2. Description of Inputs

coralME takes a total of 7 inputs, 2 required and 5 optional. Additionally, it takes 2 configuration files.

2.1. Types of inputs

2.1.1. Required

  1. Genome file (genome.gb)

  2. M-model (m_model.json or m_model.xml)

2.1.2. Optional

Downloadable from an existing BioCyc database under Special SmartTables. If no optional files are provided, coralME complements them with genome.gb

  1. Genes file, by default: genes.txt

  2. RNAs file, by default: RNAs.txt

  3. Proteins file, by default: proteins.txt

  4. TUs file, by default: TUs.txt.

  5. Sequences file, by default: sequences.fasta

2.1.3. Configuration

  1. Paths file, by default: inputs.json

  2. Parameters file, by default: organism.json

Drawing

2.2. Description

2.2.1. Genome (genome.gb)

2.2.1.1. Description

The genome file contains provides coralME with:

  • Gene annotations.

  • Gene sequences.

2.2.1.2. Requirements

  1. Locus tags (locus_tag or old_locus_tag) MUST be consistent with m_model.json. Make sure you download the same genome file that was used to reconstruct the M-model.

  2. Has name genome.gb.

  3. Genbank-compliant file.
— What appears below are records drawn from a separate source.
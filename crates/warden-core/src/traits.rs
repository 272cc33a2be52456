//! Collaborator traits for the Warden grant engine
//!
//! Storage of role records and schema metadata is owned by the host
//! application. The engine only reads through these traits and performs the
//! few writes its lifecycle handlers require (default-role clearing, action
//! field lists, collection cleanup), always inside the caller's unit of work.

use crate::{error::Result, ids::*, models::*};
use async_trait::async_trait;

// =============================================================================
// Repository Traits
// =============================================================================

/// Role records and their nested resources
#[async_trait]
pub trait RoleRepository: Send + Sync {
    /// Every role with resources and actions appended, as used by full rebuild
    async fn list_with_resources(&self) -> Result<Vec<RoleWithResources>>;

    async fn get(&self, name: &str, tx: Option<TransactionId>) -> Result<Option<Role>>;

    /// Set `default = false` on every role except `name`; returns rows changed
    async fn clear_default_except(&self, name: &str, tx: Option<TransactionId>) -> Result<u64>;
}

/// Resource records, keyed by (role name, collection name)
#[async_trait]
pub trait ResourceRepository: Send + Sync {
    async fn get_with_actions(
        &self,
        role_name: &str,
        name: &str,
        tx: Option<TransactionId>,
    ) -> Result<Option<ResourceWithActions>>;

    async fn list_by_role(
        &self,
        role_name: &str,
        tx: Option<TransactionId>,
    ) -> Result<Vec<ResourceWithActions>>;

    /// Delete every resource (and its actions) named after `collection`
    async fn delete_by_collection(
        &self,
        collection: &str,
        tx: Option<TransactionId>,
    ) -> Result<Vec<RoleResource>>;
}

/// Action records
#[async_trait]
pub trait ActionRepository: Send + Sync {
    /// The action together with the resource that owns it
    async fn get_with_resource(
        &self,
        id: ActionId,
        tx: Option<TransactionId>,
    ) -> Result<Option<(RoleResource, ResourceAction)>>;

    /// Every action whose owning resource is named `collection`
    async fn find_by_collection(
        &self,
        collection: &str,
        tx: Option<TransactionId>,
    ) -> Result<Vec<(RoleResource, ResourceAction)>>;

    async fn update_fields(
        &self,
        id: ActionId,
        fields: &[String],
        tx: Option<TransactionId>,
    ) -> Result<()>;

    /// Remove one action record; `false` when it was already gone
    async fn delete(&self, id: ActionId, tx: Option<TransactionId>) -> Result<bool>;
}

/// Transaction boundary of the persisted records
///
/// Lifecycle notifications carry the token returned by [`begin`]; the sync
/// engine publishes the registry changes staged under it only once
/// [`commit`] succeeds.
///
/// [`begin`]: UnitOfWork::begin
/// [`commit`]: UnitOfWork::commit
#[async_trait]
pub trait UnitOfWork: Send + Sync {
    async fn begin(&self) -> Result<TransactionId>;

    async fn commit(&self, tx: TransactionId) -> Result<()>;

    async fn rollback(&self, tx: TransactionId) -> Result<()>;
}

// =============================================================================
// Schema Metadata
// =============================================================================

/// Collection/field metadata lookup
#[async_trait]
pub trait SchemaProvider: Send + Sync {
    /// All fields of a collection; empty when the collection is unknown
    async fn collection_fields(&self, collection: &str) -> Result<Vec<FieldMeta>>;

    async fn field(&self, collection: &str, field: &str) -> Result<Option<FieldMeta>> {
        Ok(self
            .collection_fields(collection)
            .await?
            .into_iter()
            .find(|meta| meta.name == field))
    }
}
Must be read by BioPython correctly.

  4. It must contain the entire genome sequence. Make sure to enable Customize View>Show Sequence before downloading the genbank file from NCBI.

See an example of genome.gb and sequences.fasta

2.2.2. M-model (m_model.json)

2.2.2.1. Description

The M-model provides coralME with the metabolic model components:

  • Metabolic network (M-matrix)

  • Gene-protein-reaction associations

  • Environmental and internal constraints

  • Reaction subsystems

  • Biomass composition

2.2.2.2. Requirements

  1. Gene identifiers MUST be consistent with genome.gb locus_tag or old_locus_tag. Make sure you download the same genome file that was used to reconstruct the M-model.

  2. Has name m_model.json.

  3. COBRApy-compliant. Must be read by cobrapy-0.25.0.

See an example of m_model.json

2.2.3. Gene dictionary (genes.txt) [optional]

2.2.3.1. Description

genes.txt is a gene information table that can be downloaded from the All genes of organism SmartTable of the BioCyc database. Click Export>to Spreadsheet File>frame IDs. This file is optional and is meant to complement the information from genome.gb in case the latter is missing genes.

genes.txt provides coralME with:

  • Gene locus tags

  • Gene names

  • Gene annotations

  • Gene positions

  • Gene products (protein, tRNA, etc.)

2.2.3.2. Requirements

  1. Contains the index Gene Name and columns Accession-1, Left-End-Position, Right-End-Position, and Product.

  2. Accession-1 MUST be consistent with the gene IDs in the GPRs of m_model.json and with the locus_tag (or old_locus_tag) in genome.gb.

  3. Gene Name is consistent with:

    • Column Genes of polypeptide, complex, or RNA of proteins.txt

    • Column Gene of RNAs.txt

    • Column Genes of transcription unit of TUs.txt

    • Gene identifiers in sequences.fasta

  4. Product is consistent with:

    • Index of proteins.txt

    • Index of RNAs.txt

  5. Must be tab-separated

See an example of genes.txt

Note: Requirement 2 regarding ID consistency should be directly met if the files are downloaded from the correct BioCyc database.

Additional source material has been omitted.